/3/2007
Bu güne kadar Irak’ta yaklaşık 3 bin 200 den fazla ABD askeri hayatını kaybetmiş, 33 bini de yaralanmış. Irak’taki sivil kayıplar ise 65 bini geçmiş. Yaralanan, tecavüze uğrayan, evleri yıkılan, işsiz kalan, göç etmek zorunda kalan kardeşlerimizin sayısı ise yukarıdaki rakamları neredeyse 10’a katlıyor…
İmanı gereği her şeyi parayla ölçen ABD’nin istatistiklerine göre; 5. yılına giren Irak’ın işgalinin ABD’ye maliyetinin dakikada 250 bin dolar olduğu açıklanmış. Emperyalistler Irak için ayda yaklaşık 10 milyar dolar, dakikada ise 245 bin 370 dolar harcıyormuş. 2003 yılında maliyeti 50 milyar dolar olacağı duyurulan Irak Savaşı için şu ana kadar harcanan para ise neredeyse bu rakamın 10 katıymış, yani ortalama 500 milyar dolar…

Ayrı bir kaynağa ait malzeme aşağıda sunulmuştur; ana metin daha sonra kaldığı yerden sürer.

impl<'a> PostingEngine<'a> {
    pub fn new(
        config: &'a LedgerConfig,
        costing: &'a CostingEngine,
        reference_data: &'a dyn ReferenceData,
    ) -> Self {
        Self {
            config,
            costing,
            reference_data,
        }
    }

    /// Build the entry for an event, costing its stock movements in `book`.
    ///
    /// Nothing is persisted here; on error the caller drops the book.
    pub fn build(&self, event: &BusinessEvent, book: &mut StockBook) -> LedgerResult<PostingOutcome> {
        let mut draft = match event {
            BusinessEvent::SalesInvoice(invoice) => self.sales_invoice(invoice, book)?,
            BusinessEvent::PurchaseInvoice(invoice) => self.purchase_invoice(invoice)?,
            BusinessEvent::StockReceipt(receipt) => self.stock_receipt(receipt, book)?,
            BusinessEvent::StockIssue(issue) => self.stock_issue(issue, book)?,
            BusinessEvent::StockTransfer(transfer) => self.stock_transfer(transfer, book)?,
            BusinessEvent::TreasuryTransaction(transaction) => self.treasury(transaction)?,
            BusinessEvent::PayrollRun(run) => self.payroll(run)?,
            BusinessEvent::Manual(manual) => {
                let mut entry =
                    JournalEntry::new(manual.reference_no.clone(), manual.date, manual.description.clone());
                entry.status = manual.status;
                entry.lines = manual.lines.clone();
                return Ok(PostingOutcome {
                    entry,
                    system_accounts: BTreeSet::new(),
                    rounding: None,
                });
            }
        };
        draft.entry.source = event.source();

        let rounding = if draft.entry.is_balanced() {
            None
        } else {
            let code = draft.system(SystemAccount::Rounding);
            apply_rounding(&mut draft.entry, &code, &self.config.rounding_tolerance)
        };

        Ok(PostingOutcome {
            entry: draft.entry,
            system_accounts: draft.system_accounts,
            rounding,
        })
    }

    fn sales_invoice(&self, invoice: &SalesInvoice, book: &mut StockBook) -> LedgerResult<EntryDraft<'a>> {
        for amount in [&invoice.extra_services, &invoice.discount, &invoice.tax, &invoice.withholding] {
            validate_non_negative_amount(amount, "Invoice amount")?;
        }

        let mut draft = EntryDraft::new(
            self.config,
            invoice.reference_no.clone(),
            invoice.date,
            format!("Sales invoice {}", invoice.reference_no),
        );
        draft.cost_center = invoice.cost_center.clone();
        draft.entry.party_id = invoice.customer_id.clone();

        let linked_customer = invoice
            .customer_id
            .as_deref()
            .and_then(|id| self.reference_data.customer_account(id));
        let customer = draft.linked_or(linked_customer, SystemAccount::GeneralCustomers);

        let mut revenue: Vec<(String, BigDecimal)> = Vec::new();
        let mut cost_lines: Vec<(String, String, BigDecimal, String)> = Vec::new();
        for item in &invoice.items {
            validate_non_negative_amount(&item.price, "Item price")?;
            let accounts = self.reference_data.product_accounts(&item.product_id);
            let sales_account = draft.linked_or(accounts.sales_account, SystemAccount::DefaultSales);
            match revenue.iter_mut().find(|(code, _)| *code == sales_account) {
                Some((_, total)) => *total += &item.price,
                None => revenue.push((sales_account, item.price.clone())),
            }

            if let Some(warehouse_id) = &item.warehouse_id {
                let key = StockKey::new(item.product_id.clone(), warehouse_id.clone());
                let movement = self
                    .costing
                    .issue(book, &key, &item.unit.quantity_for(&item.quantity))?;
                let cogs = draft.linked_or(accounts.cogs_account, SystemAccount::DefaultCogs);
                let inventory = draft.linked_or(
                    self.reference_data.warehouse_account(warehouse_id),
                    SystemAccount::DefaultInventory,
                );
                cost_lines.push((cogs, inventory, movement.valuation.clone(), item.product_id.clone()));
                draft.entry.stock_movements.push(movement);
            }
        }

        let total = invoice
            .final_total
            .clone()
            .unwrap_or_else(|| invoice.computed_total());
        draft.debit(customer, &total, Some(format!("Invoice {}", invoice.reference_no)));
        draft.debit_system(SystemAccount::WithholdingReceivable, &invoice.withholding, "Withholding tax");
        draft.debit_system(SystemAccount::DiscountAllowed, &invoice.discount, "Discount allowed");
        for (code, amount) in revenue {
            draft.credit(code, &amount, Some(format!("Sales {}", invoice.reference_no)));
        }
        draft.credit_system(SystemAccount::OutputVat, &invoice.tax, "Output VAT");
        draft.credit_system(SystemAccount::ServiceRevenue, &invoice.extra_services, "Extra services");

        for (cogs, inventory, amount, product_id) in cost_lines {
            draft.debit(cogs, &amount, Some(format!("Cost of {product_id}")));
            draft.credit(inventory, &amount, Some(format!("Issued {product_id}")));
        }

        Ok(draft)
    }

    fn purchase_invoice(&self, invoice: &PurchaseInvoice) -> LedgerResult<EntryDraft<'a>> {
        validate_non_negative_amount(&invoice.subtotal, "Purchase subtotal")?;
        for amount in [&invoice.extra_costs, &invoice.tax, &invoice.withholding, &invoice.discount] {
            validate_non_negative_amount(amount, "Invoice amount")?;
        }

        let mut draft = EntryDraft::new(
            self.config,
            invoice.reference_no.clone(),
            invoice.date,
            format!("Purchase invoice {}", invoice.reference_no),
        );
        draft.cost_center = invoice.cost_center.clone();
        draft.entry.party_id = invoice.supplier_id.clone();
        for item in &invoice.items {
            validate_positive_amount(&item.quantity, "Purchased quantity")?;
            add_quantity(&mut draft.entry.item_quantities, &item.product_id, &item.quantity);
        }

        let total = invoice
            .final_total
            .clone()
            .unwrap_or_else(|| invoice.computed_total());
        let supplier_label = match &invoice.supplier_id {
            Some(id) => format!("Invoice {} ({id})", invoice.reference_no),
            None => format!("Invoice {}", invoice.reference_no),
        };

        draft.debit_system(SystemAccount::PurchaseClearing, &invoice.subtotal, "Goods received clearing");
        draft.debit_system(SystemAccount::PurchaseExpenses, &invoice.extra_costs, "Extra purchase costs");
        draft.debit_system(SystemAccount::InputVat, &invoice.tax, "Input VAT");
        draft.credit_system(SystemAccount::GeneralSuppliers, &total, &supplier_label);
        draft.credit_system(SystemAccount::WithholdingPayable, &invoice.withholding, "Withholding tax");
        draft.credit_system(SystemAccount::DiscountEarned, &invoice.discount, "Trade discount");

        Ok(draft)
    }

    fn stock_receipt(&self, receipt: &StockReceipt, book: &mut StockBook) -> LedgerResult<EntryDraft<'a>> {
        let mut draft = EntryDraft::new(
            self.config,
            receipt.reference_no.clone(),
            receipt.date,
            format!("Stock receipt into {}", receipt.warehouse_id),
        );
        let inventory = draft.linked_or(
            self.reference_data.warehouse_account(&receipt.warehouse_id),
            SystemAccount::DefaultInventory,
        );
        let document = receipt.supplier_document.as_deref().unwrap_or("-");
        draft.entry.document_ref = receipt.supplier_document.clone();

        for item in &receipt.items {
            let key = StockKey::new(item.product_id.clone(), receipt.warehouse_id.clone());
            let movement = self.costing.receive(
                book,
                &key,
                &item.unit.quantity_for(&item.quantity),
                &item.unit.unit_cost_for(&item.unit_cost)?,
            )?;
            let valuation = movement.valuation.clone();
            draft.entry.stock_movements.push(movement);
            add_quantity(&mut draft.entry.item_quantities, &item.product_id, &item.quantity);

            draft.debit(inventory.clone(), &valuation, Some(format!("Received {}", item.product_id)));
            draft.credit_system(
                SystemAccount::PurchaseClearing,
                &valuation,
                &format!("Received {} ({document})", item.product_id),
            );
        }

        Ok(draft)
    }

    fn stock_issue(&self, issue: &StockIssue, book: &mut StockBook) -> LedgerResult<EntryDraft<'a>> {
        let mut draft = EntryDraft::new(
            self.config,
            issue.reference_no.clone(),
            issue.date,
            format!("Stock issue from {}", issue.warehouse_id),
        );
        draft.cost_center = issue.cost_center.clone();
        draft.entry.document_ref = issue.job_order.clone();
        let inventory = draft.linked_or(
            self.reference_data.warehouse_account(&issue.warehouse_id),
            SystemAccount::DefaultInventory,
        );

        for item in &issue.items {
            let key = StockKey::new(item.product_id.clone(), issue.warehouse_id.clone());
            let movement = self
                .costing
                .issue(book, &key, &item.unit.quantity_for(&item.quantity))?;
            let valuation = movement.valuation.clone();
            draft.entry.stock_movements.push(movement);

            let cogs = draft.linked_or(
                self.reference_data.product_accounts(&item.product_id).cogs_account,
                SystemAccount::DefaultCogs,
            );
            draft.debit(cogs, &valuation, Some(format!("Consumed {}", item.product_id)));
            draft.credit(inventory.clone(), &valuation, Some(format!("Issued {}", item.product_id)));
        }

        Ok(draft)
    }

    fn stock_transfer(&self, transfer: &StockTransfer, book: &mut StockBook) -> LedgerResult<EntryDraft<'a>> {
        let mut draft = EntryDraft::new(
            self.config,
            transfer.reference_no.clone(),
            transfer.date,
            format!(
                "Stock transfer {} -> {}",
                transfer.from_warehouse, transfer.to_warehouse
            ),
        );
        let source = draft.linked_or(
            self.reference_data.warehouse_account(&transfer.from_warehouse),
            SystemAccount::DefaultInventory,
        );
        let destination = draft.linked_or(
            self.reference_data.warehouse_account(&transfer.to_warehouse),
            SystemAccount::DefaultInventory,
        );

        for item in &transfer.items {
            let (issued, received) = self.costing.transfer(
                book,
                &item.product_id,
                &transfer.from_warehouse,
                &transfer.to_warehouse,
                &item.unit.quantity_for(&item.quantity),
            )?;
            let valuation = issued.valuation.clone();
            draft.entry.stock_movements.push(issued);
            draft.entry.stock_movements.push(received);

            draft.debit(destination.clone(), &valuation, Some(format!("Transfer in {}", item.product_id)));
            draft.credit(source.clone(), &valuation, Some(format!("Transfer out {}", item.product_id)));
        }

        Ok(draft)
    }

    fn treasury(&self, transaction: &TreasuryTransaction) -> LedgerResult<EntryDraft<'a>> {
        validate_positive_amount(&transaction.amount, "Treasury amount")?;

        let description = transaction
            .description
            .clone()
            .unwrap_or_else(|| format!("Treasury {:?}", transaction.direction));
        let mut draft = EntryDraft::new(
            self.config,
            transaction.reference_no.clone(),
            transaction.date,
            description.clone(),
        );
        draft.cost_center = transaction.cost_center.clone();
        let treasury = draft.linked_or(transaction.treasury_account.clone(), SystemAccount::MainTreasury);
        let target = transaction.target_account.clone();

        match transaction.direction {
            TreasuryDirection::Inbound => {
                draft.debit(treasury, &transaction.amount, Some(description.clone()));
                draft.credit(target, &transaction.amount, Some(description));
            }
            TreasuryDirection::Outbound => {
                draft.debit(target, &transaction.amount, Some(description.clone()));
                draft.credit(treasury, &transaction.amount, Some(description));
            }
        }

        Ok(draft)
    }

    fn payroll(&self, run: &PayrollRun) -> LedgerResult<EntryDraft<'a>> {
        let zero = BigDecimal::from(0);
        let mut gross = zero.clone();
        let mut monthly = zero.clone();
        let mut permanent = zero.clone();
        let mut penalties = zero.clone();
        let mut net = zero;
        for line in &run.lines {
            for amount in [&line.gross, &line.monthly_loan, &line.permanent_loan, &line.penalties] {
                validate_non_negative_amount(amount, "Payroll amount")?;
            }
            if line.net() < BigDecimal::from(0) {
                return Err(LedgerError::Validation(format!(
                    "Deductions of employee '{}' exceed the gross salary",
                    line.employee_id
                )));
            }
            gross += &line.gross;
            monthly += &line.monthly_loan;
            permanent += &line.permanent_loan;
            penalties += &line.penalties;
            net += line.net();
        }

        let reference = run
            .reference_no
            .clone()
            .unwrap_or_else(|| format!("PAY-{}", run.month));
        let mut draft = EntryDraft::new(self.config, reference, run.date, format!("Payroll {}", run.month));

        draft.debit_system(SystemAccount::Salaries, &gross, "Gross salaries");
        draft.credit_system(SystemAccount::EmployeeMonthlyLoans, &monthly, "Monthly advances recovered");
        draft.credit_system(SystemAccount::EmployeePermanentLoans, &permanent, "Loan instalments recovered");
        draft.credit_system(SystemAccount::EmployeePenalties, &penalties, "Penalties");
        if money(&net) != BigDecimal::from(0) {
            let treasury = draft.linked_or(run.treasury_account.clone(), SystemAccount::MainTreasury);
            draft.credit(treasury, &net, Some("Net salaries paid".to_string()));
        }

        Ok(draft)
    }
}
//! Balance aggregation: statements, trial balance and financial reports.
//!
//! Every figure is recomputed from posted journal entries. Balances are
//! raw (debit-positive) unless a field says it is presented, in which case
//! the sign follows the account's nature.

use bigdecimal::BigDecimal;
use chrono::NaiveDate;
use serde::{Deserialize, Serialize};
use std::collections::{BTreeMap, HashMap, HashSet};

use crate::config::LedgerConfig;
use crate::ledger::costing;
use crate::traits::*;
use crate::types::*;

fn zero() -> BigDecimal {
    BigDecimal::from(0)
}

/// One line of an account statement
#[derive(Debug, Clone, PartialEq, Serialize, Deserialize)]
pub struct LedgerRow {
    pub date: NaiveDate,
    pub reference_no: String,
    pub entry_description: String,
    pub line_description: Option<String>,
    pub debit: BigDecimal,
    pub credit: BigDecimal,
    /// Running raw balance after this row
    pub balance: BigDecimal,
    /// Other accounts on the same entry
    pub counterparties: Vec<String>,
    pub cost_center: Option<String>,
}

/// General-ledger view of one account over a period
#[derive(Debug, Clone, PartialEq, Serialize, Deserialize)]
pub struct AccountStatement {
    pub account_code: String,
    pub account_name: String,
    pub nature: Nature,
    pub from: Option<NaiveDate>,
    pub to: Option<NaiveDate>,
    pub opening_balance: BigDecimal,
    pub rows: Vec<LedgerRow>,
    pub period_debit: BigDecimal,
    pub period_credit: BigDecimal,
    pub closing_balance: BigDecimal,
}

Elektrik, su, ulaşım, eğitim, sağlık ve güvenlik konularını içine alan yeniden yapılandırmanın Dünya Bankası 36 milyar, ABD ise 50 milyar dolar tutacağını bildirmiş. Ancak şu ana kadar 103 milyar dolar harcanmasına rağmen hala bir ilerleme kaydedilememiş. Yine yapılan tahminlere göre, ABD askerlerinin 10 yıl daha Irak’ta kalması durumunda ise en az 406 milyar harcanacak.
Irak’taki kardeşlerimiz işgalden önce başlarındaki zalime karşı birlikte hareket edemediler. İşgalden sonra da bazıları işgalcilerle işbirliği yaptılar. Tabi ki bu da işgalcilerin işini kolaylaştırdı. Sonunda Irak’ta ne can, ne namus, ne de mal emniyeti kalmadı. Ne yazık ki bütün Irak yangın yerine döndü.
‘Bu gün Irak’takilerin başına gelenler ümmetin diğerlerinin başına gelmez mi?’ diye zaman zaman kendimize soralım. Eğer aynı akılsızlıkları gösterecek olursak vay başımıza…
Artık bu ülkenin insanları, tamamen NATO projeleri olan ve bizi bize kırdırmaya yarayan laik-antilaik, sağcı-solcu, alevi-sünni, türkçü-kürtçü gibi ayrıştırıcı ve zayıflatıcı ideolojilerin peşine takılma zafiyetini göstermemelidir. Ülkemizi kargaşaya sürüklemeye çalışanların senaryolarında figüranlık yapmamalıdırlar. Demokratikleşme, güçlenme ve bağımsızlaşma yolunda sürekli ilerlemesi gereken ülkemizde hak ve özgürlük taleplerinden yana değişimin yanında olmalı; her türlü antidemokratik yaptırımları reddetmelidirler. Anadolu insanları taleplerini demokratik ve barışçı yollardan bildirmelidirler. Özellikle her türlü ırkçılık fitnesinden uzakta kalınmalıdır. İnsanlarımız birbirini sevmeyi bırakmamalıdır.
Cumhurbaşkanlığı seçimleri öncesi ülkeyi karıştırmak isteyen dış güçler içerideki ulusalcı figüranlarını tekrar tekrar provokasyonlara ve terörist eylemlere doğru yönlendirdiler. Onlar; halkının dinine saygı duyan, demokrat ve sivil bir Cumhurbaşkanının seçilmesine engel olmak için her renkten oyuncularını sokaklara saldılar. Ne yazı ki bu süreçte meclisteki ANAP ve DYP gibi muhalefet partileri de statükocu CHP ile birlikte hareket etme gafletinde bulunarak Anadolu insanının demokratik yürüyüşünün tekerine çomak soktular.
Anadolu insanının nefes bile almasına tahammül edemeyen karanlık odaklar; illegal örgütlerin yanında; 28 Şubat öncesinde gördüğümüz gibi aslında tamamen dış güdümlü olan (sözde)sivil toplum kuruluşu denilen dernek ve sendikaları da yönlendirerek tekrar tekrar meydanlara çağırmaktadırlar, muhtıranın ve meclisi tıkama girişimlerinin ardından darbe ortamını hazırlamaktadırlar.
Halkımız 1944’lerin ortalarından beri tepemize çöreklenmiş NATO’nun desteklediği belli odakların iç çatışma projeleri oyunlarına artık gelmemelidirler.